One of the main reasons why this project was born is to offer an alternative type of arrival to asylum seekers, who in Rovereto amount to about 350. Comun’orto – managed by Carlo together with a core team of about 15 volunteers and an extra group of about other 30 volunteers of all different ages – hosts and offers internships as a form of first welcoming to asylum seekers. In particular, five asylum seekers at a time are engaged twice a week in a two-month internship which aims to provide them with an introduction on how Italian working realities are, so as to introduce them to key aspects of European working standards. The project is one of the first responsibilities which asylum seekers receive when they arrive to Italy and it is a great opportunity to socialize and learn Italian with other volunteers, school students visiting the garden, as well as participate to many social events. The actual group, composed by five 22-year old young men from different northern Africa countries, has the chance to learn about practical principles of Italian plant biodiversity and organic agriculture while at the same time sharing their stories and their experiences with local citizens. Together with other volunteers, they also enjoy the results of their hard work by eating the tasty products they contributed to produce. As a collective garden, fruits and vegetables are shared based on the amount of working hours of each participant, while a part of it is used in social dinners organized at the gardens. At the end of the internship and at the end of the path to integration, each asylum seeker receives a certificate.

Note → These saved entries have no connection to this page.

#[cfg(test)]
mod tests {
    use super::*;
    use crate::data::filter::{filter, FilterSelection};
    use crate::data::model::fixtures::record;
    use crate::data::model::{Dataset, Record};
    use proptest::prelude::*;

    fn full_view(ds: &Dataset) -> FilteredView<'_> {
        filter(ds, &FilterSelection::all(&ds.options))
    }

    fn with_remote(mut r: Record, remote: &str) -> Record {
        r.remote_type = remote.to_string();
        r
    }

    fn with_country(mut r: Record, iso3: &str) -> Record {
        r.residence_country_code = iso3.to_string();
        r
    }

    #[test]
    fn test_summary_of_empty_view_is_zero_state() {
        let ds = Dataset::from_records(vec![record(2022, "Senior", "A", 100.0)]);
        let view = filter(&ds, &FilterSelection::default());
        let s = summarize(&view);
        assert_eq!(s.mean_salary, 0.0);
        assert_eq!(s.max_salary, 0.0);
        assert_eq!(s.record_count, 0);
        assert_eq!(s.most_frequent_role, "");
    }

    #[test]
    fn test_summary_values() {
        let ds = Dataset::from_records(vec![
            record(2022, "Senior", "B", 100.0),
            record(2022, "Senior", "A", 300.0),
            record(2022, "Senior", "B", 200.0),
        ]);
        let s = summarize(&full_view(&ds));
        assert_eq!(s.mean_salary, 200.0);
        assert_eq!(s.max_salary, 300.0);
        assert_eq!(s.record_count, 3);
        assert_eq!(s.most_frequent_role, "B");
    }

    #[test]
    fn test_mode_tie_goes_to_smallest_role() {
        let ds = Dataset::from_records(vec![
            record(2022, "Senior", "Zeta", 1.0),
            record(2022, "Senior", "Alpha", 1.0),
            record(2022, "Senior", "Zeta", 1.0),
            record(2022, "Senior", "Alpha", 1.0),
        ]);
        assert_eq!(summarize(&full_view(&ds)).most_frequent_role, "Alpha");
    }

    #[test]
    fn test_top_roles_example_ordering() {
        let ds = Dataset::from_records(vec![
            record(2022, "Senior", "A", 100.0),
            record(2022, "Senior", "A", 300.0),
            record(2022, "Senior", "B", 200.0),
        ]);
        let top = top_roles_by_mean(&full_view(&ds), TOP_ROLES);
        let got: Vec<(&str, f64)> = top.iter().map(|g| (g.key.as_str(), g.mean_salary)).collect();
        assert_eq!(got, vec![("B", 200.0), ("A", 200.0)]);
        assert_eq!(top[1].count, 2);
    }

    #[test]
    fn test_top_roles_keeps_highest_ten() {
        let records: Vec<Record> = (0..15)
            .map(|i| record(2022, "Senior", &format!("Role{i:02}"), 1000.0 * i as f64))
            .collect();
        let ds = Dataset::from_records(records);
        let top = top_roles_by_mean(&full_view(&ds), TOP_ROLES);
        assert_eq!(top.len(), 10);
        assert_eq!(top.first().map(|g| g.key.as_str()), Some("Role05"));
        assert_eq!(top.last().map(|g| g.key.as_str()), Some("Role14"));
    }

    #[test]
    fn test_histogram_bin_edges() {
        let values = [10_000.0, 25_000.0, 39_999.0, 40_000.0];
        let h = Histogram::build(values, 30);
        assert_eq!(h.counts.len(), 30);
        assert_eq!(h.bin_width, 1000.0);
        assert_eq!(h.counts[0], 1);
        assert_eq!(h.counts[15], 1);
        // 39_999 and the maximum both land in the last bin.
        assert_eq!(h.counts[29], 2);
        assert_eq!(h.total(), 4);

        let last = h.bins().last().unwrap();
        assert_eq!(last.lo, 39_000.0);
        assert_eq!(last.hi, 40_000.0);
    }

    #[test]
    fn test_histogram_degenerate_inputs() {
        let empty = Histogram::build(std::iter::empty(), 30);
        assert!(empty.counts.is_empty());
        assert_eq!(empty.bins().count(), 0);

        let flat = Histogram::build([5.0, 5.0, 5.0], 30);
        assert_eq!(flat.counts, vec![3]);
        assert_eq!(flat.bin_width, 0.0);
        let bin = flat.bins().next().unwrap();
        assert_eq!((bin.lo, bin.hi, bin.count), (5.0, 5.0, 3));
    }

    #[test]
    fn test_remote_shares_sorted_and_sum_to_count() {
        let ds = Dataset::from_records(vec![
            with_remote(record(2022, "Senior", "A", 1.0), "Remote"),
            with_remote(record(2022, "Senior", "A", 1.0), "On-site"),
            with_remote(record(2022, "Senior", "A", 1.0), "Remote"),
            with_remote(record(2022, "Senior", "A", 1.0), "Hybrid"),
        ]);
        let shares = remote_shares(&full_view(&ds));
        let labels: Vec<&str> = shares.iter().map(|s| s.label.as_str()).collect();
        assert_eq!(labels, vec!["Remote", "Hybrid", "On-site"]);
        assert_eq!(shares[0].fraction, 0.5);
        assert_eq!(shares.iter().map(|s| s.count).sum::<usize>(), 4);
    }

    #[test]
    fn test_country_means_only_for_target_role() {
        let ds = Dataset::from_records(vec![
            with_country(record(2022, "Senior", "Data Scientist", 100.0), "USA"),
            with_country(record(2022, "Senior", "Data Scientist", 300.0), "USA"),
            with_country(record(2022, "Senior", "Data Scientist", 50.0), "BRA"),
            with_country(record(2022, "Senior", "Data Engineer", 999.0), "DEU"),
        ]);
        let means = country_means_for_role(&full_view(&ds), "Data Scientist");
        let got: Vec<(&str, f64)> = means.iter().map(|g| (g.key.as_str(), g.mean_salary)).collect();
        assert_eq!(got, vec![("BRA", 50.0), ("USA", 200.0)]);
        assert!(means.iter().all(|g| g.key != "DEU"));

        let engineers = country_means_for_role(&full_view(&ds), "Data Engineer");
        assert_eq!(engineers.len(), 1);
    }

    #[test]
    fn test_dashboard_views_signal_no_data() {
        let ds = Dataset::from_records(vec![record(2022, "Senior", "A", 1.0)]);
        let empty = filter(&ds, &FilterSelection::default());
        let views = DashboardViews::compute(&empty, "Data Scientist");
        assert_eq!(views.summary, SummaryMetrics::default());
        assert!(views.top_roles.is_none());
        assert!(views.distribution.is_none());
        assert!(views.remote_shares.is_none());
        assert!(views.country_means.is_none());

        let views = DashboardViews::compute(&full_view(&ds), "Data Scientist");
        assert!(views.top_roles.is_some());
        assert_eq!(views.distribution.map(|h| h.counts), Some(vec![1]));
        // No matching role is not the same as no data.
        assert_eq!(views.country_means, Some(Vec::new()));
    }

    #[test]
    fn test_end_to_end_year_filter() {
        let ds = Dataset::from_records(vec![
            record(2021, "Junior", "A", 10.0),
            record(2022, "Junior", "B", 20.0),
            record(2021, "Senior", "A", 30.0),
            record(2022, "Senior", "B", 40.0),
        ]);
        let mut sel = FilterSelection::all(&ds.options);
        sel.years = [2022].into_iter().collect();
        let view = filter(&ds, &sel);
        assert!(view.records().all(|r| r.year == 2022));
        let views = DashboardViews::compute(&view, "B");
        assert_eq!(views.summary.record_count, 2);
        assert_eq!(views.summary.mean_salary, 30.0);
        assert_eq!(views.summary.most_frequent_role, "B");
    }

    fn arb_records() -> impl Strategy<Value = Vec<Record>> {
        prop::collection::vec(
            (
                prop::sample::select(vec!["A", "B", "C", "D", "E", "F", "G", "H", "I", "J", "K", "L"]),
                prop::sample::select(vec!["Remote", "Hybrid", "On-site"]),
                0.0f64..400_000.0,
            )
                .prop_map(|(role, remote, usd)| with_remote(record(2022, "Senior", role, usd), remote)),
            0..60,
        )
    }

    proptest! {
        #![proptest_config(ProptestConfig::with_cases(200))]

        #[test]
        fn prop_remote_counts_sum_to_record_count(records in arb_records()) {
            let ds = Dataset::from_records(records);
            let view = full_view(&ds);
            let total: usize = remote_shares(&view).iter().map(|s| s.count).sum();
            prop_assert_eq!(total, summarize(&view).record_count);
        }

        #[test]
        fn prop_top_roles_bounded_and_ascending(records in arb_records()) {
            let ds = Dataset::from_records(records);
            let top = top_roles_by_mean(&full_view(&ds), TOP_ROLES);
            prop_assert!(top.len() <= TOP_ROLES);
            for pair in top.windows(2) {
                prop_assert!(pair[0].mean_salary <= pair[1].mean_salary);
            }
        }

        #[test]
        fn prop_histogram_counts_every_value(values in prop::collection::vec(0.0f64..1e6, 0..100)) {
            let h = Histogram::build(values.iter().copied(), HISTOGRAM_BINS);
            prop_assert_eq!(h.total(), values.len());
            prop_assert!(h.counts.len() <= HISTOGRAM_BINS);
        }
    }
}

“Comun’orto is not just a garden. It is also matter of attitudes” says Silvia, one of the Hotel Quercia operators, a company involved in the project and in charge of hosting asylum seekers mainly hailing from West Africa and Pakistan. “It is not for everyone and that’s why we try to select people who had some sort of agriculture experience in their home countries. In this way Comun’orto can become a path to link them back to their roots”.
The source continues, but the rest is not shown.